This solution can hardly be regarded as other than a counsel of despair. Its ethical value is merely apparent. What is of importance for ethics is not so much the presence of some ideal: it is the kind of ideal that matters. It is possible to have an ideal of selfishness as well as an ideal of love, a sensual ideal as well as a spiritual. Nietzsche's over-man is an ideal; the Mohammedan paradise is an ideal; and conduct can be modelled on them. But it is not enough to have system in conduct, irrespective of the worth of the ideal which determines the system. Some criterion is needed for deciding between competing ideals. As long as they are looked upon as mere illusions, as expressions of doubt, or as a hazard staked on the unknowable, caprice takes the place of law; where all is equally uncertain there is no security for the worth of the ideal itself.

Unsatisfactory as they are in this form, the opinions referred to are echoes of a pregnant doctrine of Kant's—the doctrine that the moral consciousness brings us into closer touch with reality than the merely theoretical reason can reach. Various lines of recent thought may be said to have been suggested by this view. Almost every idealist metaphysician has tended to look upon thought itself as constituting the inmost reality of the universe which it conceives or understands; and Kant's doctrine may make us pause and ask whether this tendency is not simply an assumption without warrant.

Again, the psychological analysis of knowledge has brought out the fact of its constant dependence upon practical interests. It is the need to perform or attain something, which is the motive that leads to the understanding of things; and the understanding of things with which alone we are satisfied is commonly that which helps us so to describe our experience as to be able to control some practical result. 'Knowledge is power'; and not only so, but in its early stages and in most of its later developments, knowledge is for power: it is for purposes of his own that man becomes the 'interpreter of nature.'

It is to men of science rather than to philosophers that we owe the 'descriptive theory' of scientific concepts which, within the last few years, has gone far to revolutionise the prevailing attitude of philosophy to science. Concepts, such as 'mass,' 'energy,' and the like, are no longer held to express realities the denial of which would be treason to science; they are simply descriptive notions whose truth consists in their utility: that is to say, in their ability to comprehend all the relevant facts in a simple description. And, in the same way, scientific principles are of the nature of postulates, whose justification is no necessary law of thought, but must rather be sought in the results of scientific investigation.

These three doctrines—the descriptive theory of science, the practical nature of knowledge as it is brought out by psychological analysis, and the special claims of the moral consciousness—have combined to bring about a tendency strongly opposed to the older idealist tradition, the tendency to regard practical results as the sole test of truth.

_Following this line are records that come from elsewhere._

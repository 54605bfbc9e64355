//! Error type definitions.
//!
//! This module defines the error types used throughout the application and the
//! failure kinds they are counted under.

use std::path::PathBuf;

use fantoccini::error::{CmdError, NewSessionError};
use log::SetLoggerError;
use reqwest::Error as ReqwestError;
use strum_macros::EnumIter as EnumIterMacro;
use thiserror::Error;

/// Error types for initialization failures.
#[derive(Error, Debug)]
#[allow(clippy::enum_variant_names)] // All variants end with "Error" by convention
pub enum InitializationError {
    /// Error initializing the logger.
    #[error("Logger initialization error: {0}")]
    LoggerError(#[from] SetLoggerError),

    /// Error initializing the HTTP client.
    #[error("HTTP client initialization error: {0}")]
    HttpClientError(#[from] ReqwestError),
}

/// Error types for header capture.
#[derive(Error, Debug)]
pub enum HeaderCaptureError {
    /// The WebDriver session could not be started.
    #[error("WebDriver session error: {0}")]
    Session(#[from] NewSessionError),

    /// A WebDriver command failed (navigation, element lookup, script).
    #[error("WebDriver command error: {0}")]
    Command(#[from] CmdError),

    /// The search request never showed up in the page's traffic.
    #[error("no request matching '{marker}' observed within {waited_secs}s")]
    RequestNotObserved {
        /// URL substring that was polled for
        marker: String,
        /// Seconds spent polling
        waited_secs: u64,
    },

    /// The headers file could not be read.
    #[error("failed to read headers file {}: {source}", path.display())]
    HeadersFile {
        /// Path of the headers file
        path: PathBuf,
        /// Underlying I/O error
        source: std::io::Error,
    },

    /// The headers file is not a JSON object of strings.
    #[error("invalid headers file {}: {source}", path.display())]
    HeadersFileFormat {
        /// Path of the headers file
        path: PathBuf,
        /// Underlying parse error
        source: serde_json::Error,
    },

    /// Capture finished but produced no usable header.
    #[error("captured header set is empty")]
    Empty,
}

/// Error types for a single flight search.
#[derive(Error, Debug)]
pub enum SearchError {
    /// Transport failure: timeout, connection refused, reset, body read error.
    #[error("network error: {0}")]
    Network(#[from] ReqwestError),

    /// The endpoint rejected the current header set.
    #[error("request rejected with status {status}, headers need refreshing")]
    Authentication {
        /// HTTP status code (401 or 403)
        status: u16,
    },

    /// Any other non-success status.
    #[error("unexpected status {status}")]
    HttpStatus {
        /// HTTP status code
        status: u16,
    },

    /// The body was not valid JSON.
    #[error("malformed response body: {0}")]
    MalformedBody(#[from] serde_json::Error),

    /// Refreshing headers failed.
    #[error("header refresh failed: {0}")]
    HeaderCapture(#[from] HeaderCaptureError),

    /// Every attempt allowed by the retry policy failed.
    #[error("search failed after {attempts} attempts: {last}")]
    RetriesExhausted {
        /// Attempts made
        attempts: usize,
        /// Failure of the final attempt
        last: Box<SearchError>,
    },
}

impl SearchError {
    /// Failure kind this error is counted under.
    ///
    /// `RetriesExhausted` reports the kind of its final attempt.
    pub fn kind(&self) -> FailureKind {
        match self {
            SearchError::Network(_) => FailureKind::Network,
            SearchError::Authentication { .. } => FailureKind::Authentication,
            SearchError::HttpStatus { .. } => FailureKind::HttpStatus,
            SearchError::MalformedBody(_) => FailureKind::MalformedBody,
            SearchError::HeaderCapture(_) => FailureKind::HeaderCapture,
            SearchError::RetriesExhausted { last, .. } => last.kind(),
        }
    }

    /// Whether another attempt with fresh headers may succeed.
    ///
    /// Rate limiting (429) and server errors (5xx) are retried; other status
    /// codes are permanent.
    pub fn is_retriable(&self) -> bool {
        match self {
            SearchError::Network(_)
            | SearchError::Authentication { .. }
            | SearchError::MalformedBody(_) => true,
            SearchError::HttpStatus { status } => {
                *status == crate::config::HTTP_STATUS_TOO_MANY_REQUESTS
                    || (500..600).contains(status)
            }
            SearchError::HeaderCapture(_) | SearchError::RetriesExhausted { .. } => false,
        }
    }
}

/// Error types for record extraction.
#[derive(Error, Debug, PartialEq, Eq)]
pub enum ExtractError {
    /// The response has no flight list at `data.Trips[0].Flights`.
    #[error("response has no flight list at data.Trips[0].Flights")]
    MissingFlights,
}

/// Kinds of failure counted during a run.
#[derive(Debug, Clone, Copy, PartialEq, Eq, Hash, EnumIterMacro)]
pub enum FailureKind {
    /// Transport failure talking to the search endpoint
    Network,
    /// 401 or 403 from the search endpoint
    Authentication,
    /// Any other non-success status
    HttpStatus,
    /// Response body that is not JSON
    MalformedBody,
    /// Header set could not be minted
    HeaderCapture,
    /// Response without a flight list
    Extraction,
    /// CSV file could not be written
    Export,
}

impl std::fmt::Display for FailureKind {
    fn fmt(&self, f: &mut std::fmt::Formatter<'_>) -> std::fmt::Result {
        f.write_str(self.as_str())
    }
}

impl FailureKind {
    /// Human-readable label used in the run statistics.
    pub fn as_str(&self) -> &'static str {
        match self {
            FailureKind::Network => "Network error",
            FailureKind::Authentication => "Rejected headers (401/403)",
            FailureKind::HttpStatus => "Unexpected HTTP status",
            FailureKind::MalformedBody => "Malformed response body",
            FailureKind::HeaderCapture => "Header capture failure",
            FailureKind::Extraction => "Unexpected response shape",
            FailureKind::Export => "CSV export failure",
        }
    }
}

#[cfg(test)]
mod tests {
    use super::*;
    use strum::IntoEnumIterator;

    fn malformed() -> SearchError {
        SearchError::from(serde_json::from_str::<serde_json::Value>("<html>").unwrap_err())
    }

    #[test]
    fn test_all_failure_kinds_have_string_representation() {
        for kind in FailureKind::iter() {
            assert!(!kind.as_str().is_empty(), "{:?} should have a label", kind);
        }
    }

    #[test]
    fn test_authentication_is_retriable() {
        let err = SearchError::Authentication { status: 403 };
        assert!(err.is_retriable());
        assert_eq!(err.kind(), FailureKind::Authentication);
    }

    #[test]
    fn test_status_retriability() {
        assert!(SearchError::HttpStatus { status: 429 }.is_retriable());
        assert!(SearchError::HttpStatus { status: 500 }.is_retriable());
        assert!(SearchError::HttpStatus { status: 503 }.is_retriable());
        assert!(!SearchError::HttpStatus { status: 400 }.is_retriable());
        assert!(!SearchError::HttpStatus { status: 404 }.is_retriable());
    }

    #[test]
    fn test_malformed_body_is_retriable() {
        let err = malformed();
        assert!(err.is_retriable());
        assert_eq!(err.kind(), FailureKind::MalformedBody);
    }

    #[test]
    fn test_header_capture_is_final() {
        let err = SearchError::from(HeaderCaptureError::Empty);
        assert!(!err.is_retriable());
        assert_eq!(err.kind(), FailureKind::HeaderCapture);
    }

    #[test]
    fn test_exhausted_reports_last_kind() {
        let err = SearchError::RetriesExhausted {
            attempts: 3,
            last: Box::new(malformed()),
        };
        assert_eq!(err.kind(), FailureKind::MalformedBody);
        assert!(!err.is_retriable());
        assert!(err.to_string().starts_with("search failed after 3 attempts"));
    }

    #[test]
    fn test_request_not_observed_message() {
        let err = HeaderCaptureError::RequestNotObserved {
            marker: "FetchFlights".to_string(),
            waited_secs: 60,
        };
        assert_eq!(
            err.to_string(),
            "no request matching 'FetchFlights' observed within 60s"
        );
    }
}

This conception is put forward now in philosophical literature as a new and independent point of view. The point of view is only in process of being hardened into a theory; but, under the name of Pragmatism, it has already become the subject of a vigorous propaganda. With the value of this doctrine as a general theory of reality we need not at present concern ourselves. In spite of the high claims it makes for the theoretical significance of moral ideas, its adherents have not as yet devoted much attention to the question of the worth of these moral ideas and the criteria by which that worth may be determined. Yet this surely is the fundamental question for ethical theory. On the other hand, as against a merely theoretical interpretation of the universe, into which the moral element enters only as a sort of loosely-connected appendix, the pragmatists are amply justified. Practical ends are prior to theoretical explanations of what happens. But practical ends vary, and some measure of their relative values is needed.

There is one thing which all reasoning about morality assumes and must assume; and that is morality itself. The moral concept—whether described as worth or as duty or as goodness—cannot be distilled out of any knowledge about the laws of existence or of occurrence. Nor will speculation about the real conditions of experience yield it, unless adequate recognition be first of all given to the fact that the experience which is the subject-matter of philosophy is not merely a sensuous and thinking, but also a moral, experience. The approval of the good, the disapproval of the evil, and the preference of the better: these would seem to be basal facts for an adequate philosophical theory: and they imply the striving for a best—however imperfect the apprehension of that best may always remain. Only when these facts—the characteristic facts of moral experience—are recognised as constituents of the experience which is our subject-matter, are we in a position profitably to enquire what is good and what evil, and how the best is to be conceived.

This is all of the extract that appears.